Intelligent Machines
IBM Nudges Ahead in the Race for Quantum Supremacy
A pair of new chips show that scaling up quantum devices looks increasingly plausible.
IBM Research has built its most powerful quantum chips yet, and is putting them up for use by researchers via the cloud.
The most impressive of its new chips is a prototype that uses 17 of the quantum equivalent of digital bits known as qubits. That’s up from five last year, and more than the nine that were featured in a device recently tested by Google. Like some of Google’s other latest quantum chips, IBM is starting to lay out qubits in orientations where they sit side by side. In the past it’s been hard to do that and ensure that the hardware still works, but the fact that it’s now achievable suggests that scaling up the devices even further will be plausible in the future.
The second of the new chips, pictured above, features 16 qubits, which makes it less powerful than the larger chip. But this device is robust enough that IBM is using it to upgrade its online service, which allows any researcher to test algorithms on quantum chips. The previous version of the service, which was part of the first-ever head-to-head quantum computer race, used the firm’s five-qubit chip. Meanwhile, the 17-qubit device will be opened up to just a handful of specific researchers to test.
When MIT Technology Review asked IBM to describe the technological leaps that had enabled it to build the new chips, it was tight-lipped. But it did say that advances in the materials it uses and the overall architecture of the device make the 17-qubit chip “at least twice as powerful” as its slightly smaller sibling.

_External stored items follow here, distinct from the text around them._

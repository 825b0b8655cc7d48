//! The external text generator, behind a trait so the engine never depends
//! on a concrete model vendor.

use std::time::Duration;

use async_trait::async_trait;
use serde::{Deserialize, Serialize};
use thiserror::Error;
use tracing::info;

#[derive(Error, Debug)]
pub enum GenerateError {
    #[error("HTTP request failed: {0}")]
    Http(#[from] reqwest::Error),
    #[error("server returned {status}: {body}")]
    Server { status: u16, body: String },
    #[error("generation timed out after {0:?}")]
    Timeout(Duration),
    #[error("model returned an empty completion")]
    Empty,
    #[error("JSON parse error: {0}")]
    Json(#[from] serde_json::Error),
}

/// An opaque `generate(prompt) -> text` collaborator.
///
/// Implementations may be slow, truncate output, or return text violating
/// the requested schema — callers must treat the result as untrusted input.
#[async_trait]
pub trait Generator: Send + Sync {
    async fn generate(&self, prompt: &str) -> Result<String, GenerateError>;
}

const DEFAULT_TIMEOUT: Duration = Duration::from_secs(60);
const DEFAULT_MAX_TOKENS: u32 = 4096;

/// HTTP client for an OpenAI-compatible chat-completions endpoint.
pub struct HttpGenerator {
    client: reqwest::Client,
    base_url: String,
    api_key: String,
    model: String,
    timeout: Duration,
}

#[derive(Serialize)]
struct ChatRequest<'a> {
    model: &'a str,
    messages: Vec<ChatMessage<'a>>,
    max_tokens: u32,
    temperature: f32,
}

#[derive(Serialize)]
struct ChatMessage<'a> {
    role: &'a str,
    content: &'a str,
}

#[derive(Deserialize)]
struct ChatResponse {
    choices: Vec<ChatChoice>,
}

#[derive(Deserialize)]
struct ChatChoice {
    message: ChatChoiceMessage,
}

#[derive(Deserialize)]
struct ChatChoiceMessage {
    content: Option<String>,
}

impl HttpGenerator {
    /// Create a client for the given base URL (no trailing slash) and model.
    pub fn new(base_url: String, api_key: String, model: String) -> Self {
        Self::with_timeout(base_url, api_key, model, DEFAULT_TIMEOUT)
    }

    /// As [`new`](Self::new), with an explicit per-call timeout. A timeout is
    /// reported as [`GenerateError::Timeout`], not a transport error.
    pub fn with_timeout(
        base_url: String,
        api_key: String,
        model: String,
        timeout: Duration,
    ) -> Self {
        Self {
            client: reqwest::Client::new(),
            base_url: base_url.trim_end_matches('/').to_string(),
            api_key,
            model,
            timeout,
        }
    }
}

#[async_trait]
impl Generator for HttpGenerator {
    async fn generate(&self, prompt: &str) -> Result<String, GenerateError> {
        let url = format!("{}/v1/chat/completions", self.base_url);
        let request = ChatRequest {
            model: &self.model,
            messages: vec![ChatMessage {
                role: "user",
                content: prompt,
            }],
            max_tokens: DEFAULT_MAX_TOKENS,
            temperature: 0.0,
        };

        info!(url = %url, model = %self.model, prompt_chars = prompt.len(), "calling generator");
        let resp = self
            .client
            .post(&url)
            .bearer_auth(&self.api_key)
            .timeout(self.timeout)
            .json(&request)
            .send()
            .await
            .map_err(|e| {
                if e.is_timeout() {
                    GenerateError::Timeout(self.timeout)
                } else {
                    GenerateError::Http(e)
                }
            })?;

        let status = resp.status();
        if !status.is_success() {
            let body = resp.text().await.unwrap_or_default();
            return Err(GenerateError::Server {
                status: status.as_u16(),
                body,
            });
        }

        let parsed: ChatResponse = resp.json().await?;
        let text = parsed
            .choices
            .into_iter()
            .next()
            .and_then(|c| c.message.content)
            .unwrap_or_default();
        if text.trim().is_empty() {
            return Err(GenerateError::Empty);
        }
        info!(completion_chars = text.len(), "generator responded");
        Ok(text)
    }
}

Both IBM and Google, along with Intel, Microsoft, and some smaller research teams, are all currently scrambling to build the first genuinely useful quantum devices. The jump in processing power of IBM’s online service is a further hint that quantum computing is on the verge of becoming a reality, something that we anticipated when we made practical quantum computers one of our 10 Breakthrough Technologies of 2017.
To that end, Google laid down a gauntlet earlier this year, when it announced that it plans to build and test a 49-qubit device before the end of 2017. Both Google and IBM see that as the tipping point that could enable the first demonstration of quantum supremacy—when a quantum computer can perform a task that even the most powerful regular computers would struggle to crunch through.
For its part, IBM also plans to increase the number of qubits in its devices. But it will only say that it plans to build a device with 50 or more qubits “over the next few years.”
(Read more: “Google’s New Chip Is a Stepping Stone to Quantum Computing Supremacy,” “IBM Inches Ahead of Google in Race for Quantum Computing Power,” “10 Breakthrough Technologies: Practical Quantum Computers”)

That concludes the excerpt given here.